Problem with 'simple' RC circuits

[lpau001]

Hey there! First post, been browsing through the forums for a little and I have found problems like this, but I still am getting the wrong answer when I try and do the things suggested.

Circuit is simple, and in series.
Vs = 23 V
R1 = 87 Ohms
C=6.1 microfarads

with a switch, of course.

How long after the switch is closed does the voltage across the resistor drop to 13V?

I tried getting the current going through the resistor at that moment in time by using Ohm's law and inputting 13V = I / 87 Ohms. Getting approx: .14943A going through R1 at time 't'.

Then using the formula

I=Io(1-e^(-t/RC)) Io is assuming current at time '0' right when the switch closes.

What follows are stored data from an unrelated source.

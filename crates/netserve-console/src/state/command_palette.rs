//! Command Palette State

/// Command palette state
///
/// Every field returns to its default whenever the palette closes.
#[derive(Debug, Clone, Default, PartialEq, Eq)]
pub struct CommandPaletteState {
    pub query: String,         // Search query
    pub selected_index: usize, // Cursor into the merged candidate list
    pub scroll_offset: usize,  // First candidate shown in the results window
}

impl CommandPaletteState {
    /// Forget the query and put the cursor back on the first candidate
    pub fn reset(&mut self) {
        self.query.clear();
        self.selected_index = 0;
        self.scroll_offset = 0;
    }
}
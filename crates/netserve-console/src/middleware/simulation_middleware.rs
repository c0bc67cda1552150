//! Simulation Middleware
//!
//! Stands in for the backend the console would talk to:
//! - Login: checks credentials against the configured operator list after
//!   `login_delay_ms`, then switches between the login and dashboard views
//! - Reports: "generates" a BI report after `report_delay_ms`
//!
//! Both run as fire-once tasks on a tokio runtime owned by this middleware
//! and report back through the dispatcher. A task that panics is caught at
//! the spawn site and reported as a generic failure.

use std::future::Future;
use std::time::Duration;

use anyhow::Context;
use tokio::runtime::{Builder, Runtime};

use crate::actions::{Action, GlobalAction, LoginAction, ReportAction, StatusBarAction};
use crate::auth::{self, AuthError, GENERIC_FAILURE};
use crate::dispatcher::Dispatcher;
use crate::middleware::Middleware;
use crate::state::AppState;
use crate::views::{DashboardView, LoginView};

const LOGIN_SOURCE: &str = "Login";
const REPORT_SOURCE: &str = "Analytics";

pub struct SimulationMiddleware {
    runtime: Runtime,
}

impl SimulationMiddleware {
    pub fn new() -> anyhow::Result<Self> {
        let runtime = Builder::new_multi_thread()
            .worker_threads(1)
            .thread_name("netserve-sim")
            .enable_time()
            .build()
            .context("Failed to create tokio runtime")?;
        Ok(Self { runtime })
    }

    /// Run `work` after `delay` and dispatch `on_done` with its outcome
    ///
    /// The work runs in its own task so that a panic surfaces as a
    /// `JoinError` here instead of silently dropping the reply.
    fn spawn_delayed<T, W, F>(&self, delay: Duration, dispatcher: &Dispatcher, work: W, on_done: F)
    where
        T: Send + 'static,
        W: Future<Output = T> + Send + 'static,
        F: FnOnce(Result<T, String>) -> Action + Send + 'static,
    {
        let dispatcher = dispatcher.clone();
        self.runtime.spawn(async move {
            let outcome = tokio::spawn(async move {
                tokio::time::sleep(delay).await;
                work.await
            })
            .await
            .map_err(|e| {
                log::error!("Simulated operation failed: {}", e);
                GENERIC_FAILURE.to_string()
            });
            dispatcher.dispatch(on_done(outcome));
        });
    }

    fn submit_login(&self, state: &AppState, dispatcher: &Dispatcher) -> bool {
        if state.login.submitting {
            log::debug!("Login already in flight, ignoring submit");
            return false;
        }

        if !state.login.is_complete() {
            dispatcher.dispatch(Action::Login(LoginAction::Failed(
                AuthError::MissingCredentials.to_string(),
            )));
            return false;
        }

        dispatcher.dispatch(Action::StatusBar(StatusBarAction::running(
            "Authenticating...",
            LOGIN_SOURCE,
        )));

        let accounts = state.config.operators.clone();
        let username = state.login.username.clone();
        let password = state.login.password.clone();
        log::info!("Authenticating operator '{}'", username.trim());

        self.spawn_delayed(
            Duration::from_millis(state.config.login_delay_ms),
            dispatcher,
            async move { auth::authenticate(&accounts, &username, &password) },
            |outcome| {
                let login = match outcome {
                    Ok(Ok(operator)) => LoginAction::Succeeded(operator),
                    Ok(Err(e)) => LoginAction::Failed(e.to_string()),
                    Err(message) => LoginAction::Failed(message),
                };
                Action::Login(login)
            },
        );

        true
    }

    fn generate_report(&self, state: &AppState, dispatcher: &Dispatcher) -> bool {
        if state.session.is_none() {
            return false;
        }
        if state.report.generating {
            log::debug!("Report already being generated, ignoring request");
            return false;
        }

        dispatcher.dispatch(Action::StatusBar(StatusBarAction::running(
            "Generating BI report...",
            REPORT_SOURCE,
        )));

        self.spawn_delayed(
            Duration::from_millis(state.config.report_delay_ms),
            dispatcher,
            async { report_file_name(chrono::Local::now()) },
            |outcome| {
                Action::Report(match outcome {
                    Ok(name) => ReportAction::Ready(name),
                    Err(message) => ReportAction::Failed(message),
                })
            },
        );

        true
    }
}

/// File name of a report generated at `at`
pub fn report_file_name(at: chrono::DateTime<chrono::Local>) -> String {
    format!("netserve-report-{}.pdf", at.format("%Y%m%d-%H%M%S"))
}

impl Middleware for SimulationMiddleware {
    fn handle(&mut self, action: &Action, state: &AppState, dispatcher: &Dispatcher) -> bool {
        match action {
            Action::Login(LoginAction::Submit) => self.submit_login(state, dispatcher),

            Action::Login(LoginAction::Succeeded(operator)) => {
                log::info!("Operator '{}' signed in", operator.username);
                dispatcher.dispatch(Action::Global(GlobalAction::ReplaceView(Box::new(
                    DashboardView::new(),
                ))));
                dispatcher.dispatch(Action::StatusBar(StatusBarAction::success(
                    format!("Welcome back, {}", operator.display_name),
                    LOGIN_SOURCE,
                )));
                true
            }

            Action::Login(LoginAction::Failed(message)) => {
                log::warn!("Login failed: {}", message);
                dispatcher.dispatch(Action::StatusBar(StatusBarAction::error(
                    message.clone(),
                    LOGIN_SOURCE,
                )));
                true
            }

            Action::Login(LoginAction::Logout) => {
                if state.session.is_none() {
                    return false;
                }
                dispatcher.dispatch(Action::Global(GlobalAction::ReplaceView(Box::new(
                    LoginView::new(),
                ))));
                dispatcher.dispatch(Action::StatusBar(StatusBarAction::info(
                    "Signed out",
                    LOGIN_SOURCE,
                )));
                true
            }

            Action::Report(ReportAction::Generate) => self.generate_report(state, dispatcher),

            Action::Report(ReportAction::Ready(name)) => {
                dispatcher.dispatch(Action::StatusBar(StatusBarAction::success(
                    format!("Report ready: {}", name),
                    REPORT_SOURCE,
                )));
                true
            }

            Action::Report(ReportAction::Failed(message)) => {
                dispatcher.dispatch(Action::StatusBar(StatusBarAction::error(
                    message.clone(),
                    REPORT_SOURCE,
                )));
                true
            }

            _ => true,
        }
    }
}

#[cfg(test)]
mod tests {
    use super::*;
    use crate::middleware::{
        keyboard_middleware::KeyboardMiddleware, translation_middleware::TranslationMiddleware,
    };
    use crate::state::StatusKind;
    use crate::store::Store;
    use crate::views::ViewId;
    use chrono::TimeZone;
    use netserve_config::AppConfig;
    use ratatui::crossterm::event::{KeyCode, KeyEvent, KeyModifiers};

    fn store_with_delays(login_delay_ms: u64, report_delay_ms: u64) -> Store {
        let config = AppConfig {
            login_delay_ms,
            report_delay_ms,
            ..AppConfig::default()
        };
        let mut store = Store::new(AppState::new(config));
        store.add_middleware(Box::new(KeyboardMiddleware::new()));
        store.add_middleware(Box::new(TranslationMiddleware::new()));
        store.add_middleware(Box::new(SimulationMiddleware::new().unwrap()));
        store
    }

    /// Drain the action channel until `done` holds or a second has passed
    fn wait_for(store: &mut Store, done: impl Fn(&AppState) -> bool) {
        for _ in 0..100 {
            store.process_pending();
            if done(store.state()) {
                return;
            }
            std::thread::sleep(Duration::from_millis(10));
        }
        panic!("condition not reached, state: {:?}", store.state());
    }

    fn type_text(store: &mut Store, text: &str) {
        for c in text.chars() {
            store.dispatch(Action::Global(GlobalAction::KeyPressed(KeyEvent::new(
                KeyCode::Char(c),
                KeyModifiers::NONE,
            ))));
        }
    }

    fn press(store: &mut Store, code: KeyCode) {
        store.dispatch(Action::Global(GlobalAction::KeyPressed(KeyEvent::new(
            code,
            KeyModifiers::NONE,
        ))));
    }

    fn sign_in(store: &mut Store, username: &str, password: &str) {
        type_text(store, username);
        press(store, KeyCode::Tab);
        type_text(store, password);
        press(store, KeyCode::Enter);
    }

    #[test]
    fn test_successful_login_opens_dashboard() {
        let mut store = store_with_delays(0, 0);
        sign_in(&mut store, "admin", "netserve");
        assert!(store
            .state()
            .status_bar
            .messages
            .iter()
            .any(|m| m.kind == StatusKind::Running && m.message == "Authenticating..."));

        wait_for(&mut store, |s| s.session.is_some());
        store.process_pending();

        assert_eq!(store.state().active_view().view_id(), ViewId::Dashboard);
        assert_eq!(store.state().view_stack.len(), 1);
        let latest = store.state().status_bar.latest().unwrap();
        assert_eq!(latest.kind, StatusKind::Success);
        assert_eq!(latest.message, "Welcome back, NOC Administrator");
    }

    #[test]
    fn test_wrong_password_reports_error() {
        let mut store = store_with_delays(0, 0);
        sign_in(&mut store, "admin", "nope");

        wait_for(&mut store, |s| !s.login.submitting);

        assert!(store.state().session.is_none());
        assert_eq!(store.state().active_view().view_id(), ViewId::Login);
        let latest = store.state().status_bar.latest().unwrap();
        assert_eq!(latest.kind, StatusKind::Error);
        assert_eq!(latest.message, "Invalid username or password");
    }

    #[test]
    fn test_empty_form_fails_immediately() {
        let mut store = store_with_delays(0, 0);
        press(&mut store, KeyCode::Enter);

        assert!(!store.state().login.submitting);
        assert_eq!(
            store.state().login.last_error.as_deref(),
            Some("Username and password are required")
        );
    }

    #[test]
    fn test_report_generation_and_duplicate_request() {
        let mut store = store_with_delays(0, 200);
        sign_in(&mut store, "admin", "netserve");
        wait_for(&mut store, |s| s.session.is_some());
        store.process_pending();

        store.dispatch(Action::Report(ReportAction::Generate));
        assert!(store.state().report.generating);
        // Ignored while the first one is pending
        store.dispatch(Action::Report(ReportAction::Generate));

        wait_for(&mut store, |s| s.report.last_report.is_some());
        store.process_pending();

        assert!(!store.state().report.generating);
        let name = store.state().report.last_report.clone().unwrap();
        assert!(name.starts_with("netserve-report-") && name.ends_with(".pdf"));

        let reports_ready = store
            .state()
            .status_bar
            .messages
            .iter()
            .filter(|m| m.message.starts_with("Report ready"))
            .count();
        assert_eq!(reports_ready, 1);
    }

    #[test]
    fn test_report_requires_session() {
        let mut store = store_with_delays(0, 0);
        store.dispatch(Action::Report(ReportAction::Generate));
        assert!(!store.state().report.generating);
    }

    #[test]
    fn test_logout_returns_to_login() {
        let mut store = store_with_delays(0, 0);
        sign_in(&mut store, "admin", "netserve");
        wait_for(&mut store, |s| s.session.is_some());
        store.process_pending();

        store.dispatch(Action::Global(GlobalAction::KeyPressed(KeyEvent::new(
            KeyCode::Char('l'),
            KeyModifiers::CONTROL,
        ))));

        assert!(store.state().session.is_none());
        assert_eq!(store.state().active_view().view_id(), ViewId::Login);
        assert_eq!(store.state().status_bar.latest().unwrap().message, "Signed out");
    }

    #[test]
    fn test_report_file_name_format() {
        let at = chrono::Local
            .with_ymd_and_hms(2024, 3, 9, 14, 5, 7)
            .single()
            .unwrap();
        assert_eq!(report_file_name(at), "netserve-report-20240309-140507.pdf");
    }
}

Well after calculations I get 't' to be 4.4203E-4 sec which is wrong.

Any help? Thanks in advance.

 

[cepheid]

Welcome to PF!

I don't think your formula for the current is correct. It results in a current that starts at 0 and then increases toward a steady state value of I₀. But if you think about it, the opposite should happen. The current should be non-zero initially as the capacitor is charging, but should then approach zero as the capacitor gets closer to being fully charged.

 

[lpau001]

Thanks Cepheid!

What do you mean the current starts at 0? I believe the starting current is around .26437 A, and that is Io.

Is the formula wrong? That is what I was given in class..

Did I misunderstand?

I tried doing the opposite, but unfortunate as it may be I cannot take the natural log of a negative number...

edited for politeness!

 

[gneill]

Welcome to Physics Forums.

The nice thing about these circuits with time constants is that everything follows exponential functions with the same time constant. In this case the current is going to start at a maximum value and decay down to zero (when the switch is first closed the capacitor is uncharged and looks like a short circuit, so the current is maximum). It'll have a function like

I(t) = Io e^-t/τ

where τ = RC

The voltage on the resistor will follow a similar curve, starting at 23V and heading towards zero over time, so it'll look like:

VR(t) = 23V e^-t/τ

 

[lpau001]

Thank you Gneil!
That worked!
Now I need an explanation.. haha!
Why did the formula change from

VR(t)=V[1-e^(-t/RC)]

to

VR(t)=V[e^(-t/RC)] ?

I have the first equation in my notes, but apparently that's wrong! Can you show me the derivation? or maybe just hint at it so I could figure it out on my own?
Thanks again, I appreciate the timely reply of you and Cepheid.

 

[lpau001]

Wait I just saw that the equation gneil gave is for discharging capacitors.
Why is that the case in this problem? I thought the problem was a charging problem..

 

[cepheid]

lpau001: Re-read my post. I was not saying that the current should start at 0. I was saying that if you use the equation that YOU wrote down, the current would start at 0 and increase up to a steady state value, and that's how I could tell your equation was wrong.

In any case, gneill gave you the answer, and to answer you latest question: there is no inconsistency here. The voltage of the capacitor as a function of time is given by:

[tex] V_C(t) = V_0(1 - e^{-t/RC}) [/tex]

Where V₀ is the source voltage. The current through the circuit is equal to the voltage across the resistor, divided by its resistance. Assuming that the resistor has one end connected to a battery terminal, and the other end connected to a capacitor terminal, then the voltage across the resistor is given by:

[tex] V_R(t) = V_0 - V_C(t) [/tex]

[tex] = V_0 - V_0(1 - e^{-t/RC}) [/tex]

[tex] = V_0[1 -(1 - e^{-t/RC})] [/tex]

[tex] = V_0[1 - 1 + e^{-t/RC}] [/tex]

[tex]= V_0e^{-t/RC}[/tex]

The current is then:

[tex] I(t) = \frac{V_R(t)}{R} = \frac{V_0}{R}e^{-t/RC} = I_0e^{-t/RC} [/tex]

 

[lpau001]

Cepheid: Thank you, I understand that very well now. I appologize if I came off blunt in my reply to you.
Thanks for your help in showing me the derivation steps.

 

[gneill]

The basic thing to remember is that quantities in these charging/discharging type circuits are all going to follow exponential curves, either starting at some beginning value and rising to a maximum value, or starting at some maximum value and decaying to some lower one. Quite often the minimums and maximums are set by zero and the supply voltage (or current). The trick is to determine what the minimum and maximums are or will be for the parameter you're interested in.

In a series circuit, if the voltage across one component is starting at zero and rising to a maximum, you can be sure that the other component will be having the opposite happen. So you choose the appropriate form of the exponential function that fits.